Ayant poussé la porte étroite qui chancelle,
Je me suis promené dans le petit jardin
Qu’éclairait doucement le soleil du matin,
Pailletant chaque fleur d’une humide étincelle.

Rien n’a changé. J’ai tout revu : l’humble tonnelle
De vigne folle avec les chaises de rotin…
Le jet d’eau fait toujours son murmure argentin
Et le vieux tremble sa plainte sempiternelle.

Les roses comme avant palpitent ; comme avant,
Les grands lys orgueilleux se balancent au vent,
Chaque alouette qui va et vient m’est connue.

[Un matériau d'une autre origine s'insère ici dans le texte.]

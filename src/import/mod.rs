mod csv_import;

pub use csv_import::{import_accounts, import_file, ImportSummary};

Même j’ai retrouvé debout la Velléda,
Dont le plâtre s’écaille au bout de l’avenue,
– Grêle, parmi l’odeur fade du réséda.

Paul Verlaine

 

3 commentaires pour ““Et si vous aussi vous célébriez le printemps?”

  1. alma
    jeudi, 26 mars 2020 à 09:28

    Quel bel ensemble, cette photo plein de fraicheurs naturelles et ce poème romantique.
    On dirait qu’ils ont été t créé en même temps pour se transformer en un beau bouquet romantique plein douceur qui nous fait rêver……

  2. dominique
    jeudi, 26 mars 2020 à 11:26

    Comme au printemps de l’autre année,
    Au mois des fleurs, après les froids,
    Par quelque belle matinée,
    Nous irons encore sous bois.

    Nous y verrons les mêmes choses,
    Le même glorieux réveil,
    Et les mêmes métamorphoses
    De tout ce qui vit au soleil.

    Nous y verrons les grands squelettes
    Des arbres gris, ressusciter,
    Et les yeux clos des violettes
    À la lumière palpiter.

    Sous le clair feuillage vert tendre,
    Les tourterelles des buissons,
    Ce jour-là, nous feront entendre
    Leurs lentes et molles chansons.

    Ensemble nous irons encore
    Cueillir dans les prés, au matin,
    De ces bouquets couleur d’aurore
    Qui fleurent la rose et le thym.

    Nous y boirons l’odeur subtile,
    Les capiteux arômes blonds
    Que, dans l’air tiède et pur, distille
    La flore chaude des vallons.

    Radieux, secouant le givre
    Et les frimas de l’an dernier,
    Nos chers espoirs pourront revivre
    Au bon vieux soleil printanier.

    En attendant que tout renaisse,
    Que tout aime et revive un jour,
    Laisse nos rêves, ô jeunesse,
    S’envoler vers tes bois d’amour !

    Chère idylle, tes primevères
    Éclosent en toute saison ;
    Elles narguent les froids sévères
    Et percent la neige à foison.

    Éternel renouveau, tes sèves
    Montent même aux cœurs refroidis,
    Et tes capiteuses fleurs brèves
    Nous grisent comme au temps jadis.

    Oh ! oui, nous cueillerons encore,
    Aussi frais qu’à l’autre matin,
    Ces beaux bouquets couleur d’aurore
    Qui fleurent la rose et le thym.

    Nérée Beauchemin, Les floraisons matutinales
    (Poète quebécois)

  3. dominique
    vendredi, 27 mars 2020 à 19:33

    premières fraises
    le goût sucré de sa bouche
    sur mes lèvres

    (Haiku dont je ne me souviens plus de l’auteur-e- désolée)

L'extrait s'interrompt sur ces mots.